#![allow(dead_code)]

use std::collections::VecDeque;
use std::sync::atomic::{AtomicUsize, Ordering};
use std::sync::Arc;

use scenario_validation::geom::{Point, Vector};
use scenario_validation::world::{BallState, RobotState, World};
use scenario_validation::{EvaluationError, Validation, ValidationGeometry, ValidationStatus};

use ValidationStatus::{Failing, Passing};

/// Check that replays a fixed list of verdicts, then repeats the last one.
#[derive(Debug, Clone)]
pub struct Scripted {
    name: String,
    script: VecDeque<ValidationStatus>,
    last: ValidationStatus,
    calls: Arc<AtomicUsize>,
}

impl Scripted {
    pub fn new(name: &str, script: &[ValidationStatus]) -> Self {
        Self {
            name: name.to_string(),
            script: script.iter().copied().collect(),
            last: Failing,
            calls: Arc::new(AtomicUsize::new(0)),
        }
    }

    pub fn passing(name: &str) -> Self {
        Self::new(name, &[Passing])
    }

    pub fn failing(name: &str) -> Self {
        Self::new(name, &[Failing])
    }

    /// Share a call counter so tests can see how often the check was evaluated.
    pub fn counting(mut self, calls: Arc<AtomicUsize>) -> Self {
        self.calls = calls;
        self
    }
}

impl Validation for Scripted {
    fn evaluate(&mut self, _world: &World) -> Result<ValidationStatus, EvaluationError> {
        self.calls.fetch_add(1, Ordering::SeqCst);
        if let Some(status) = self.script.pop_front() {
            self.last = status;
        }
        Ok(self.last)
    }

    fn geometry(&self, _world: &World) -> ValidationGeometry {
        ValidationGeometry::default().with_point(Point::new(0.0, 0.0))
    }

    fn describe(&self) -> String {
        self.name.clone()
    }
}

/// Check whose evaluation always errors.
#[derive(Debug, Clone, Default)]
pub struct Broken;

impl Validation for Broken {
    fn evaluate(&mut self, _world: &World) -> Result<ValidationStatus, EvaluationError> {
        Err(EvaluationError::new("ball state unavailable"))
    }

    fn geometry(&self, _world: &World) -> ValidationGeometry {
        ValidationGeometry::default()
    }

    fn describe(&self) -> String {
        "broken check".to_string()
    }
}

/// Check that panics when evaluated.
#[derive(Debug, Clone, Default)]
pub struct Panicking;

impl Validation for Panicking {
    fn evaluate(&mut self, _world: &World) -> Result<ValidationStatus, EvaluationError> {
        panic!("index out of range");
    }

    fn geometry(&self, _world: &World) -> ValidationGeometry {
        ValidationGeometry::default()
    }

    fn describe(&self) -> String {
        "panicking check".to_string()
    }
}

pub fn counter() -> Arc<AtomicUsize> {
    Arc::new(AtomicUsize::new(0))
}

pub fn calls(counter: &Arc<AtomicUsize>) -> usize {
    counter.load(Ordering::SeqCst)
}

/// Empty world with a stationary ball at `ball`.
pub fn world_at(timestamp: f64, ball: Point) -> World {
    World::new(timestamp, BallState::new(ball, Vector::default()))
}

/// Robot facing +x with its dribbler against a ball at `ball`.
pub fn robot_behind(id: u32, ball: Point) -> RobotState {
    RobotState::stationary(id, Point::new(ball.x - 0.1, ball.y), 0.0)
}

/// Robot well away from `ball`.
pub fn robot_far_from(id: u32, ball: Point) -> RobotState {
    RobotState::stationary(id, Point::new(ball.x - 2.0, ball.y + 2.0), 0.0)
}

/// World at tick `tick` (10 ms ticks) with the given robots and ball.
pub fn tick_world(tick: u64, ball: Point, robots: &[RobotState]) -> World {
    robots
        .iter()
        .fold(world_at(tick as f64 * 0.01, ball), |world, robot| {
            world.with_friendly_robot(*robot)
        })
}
──────────────────────────────
- _DIRECTIONS FOR THIS TASK_:
If the word "evaluated" is on a line above, return that line.

- _ANSWER FOR THIS EXERCISE_:
    /// Share a call counter so tests can see how often the check was evaluated.
/// Check that panics when evaluated.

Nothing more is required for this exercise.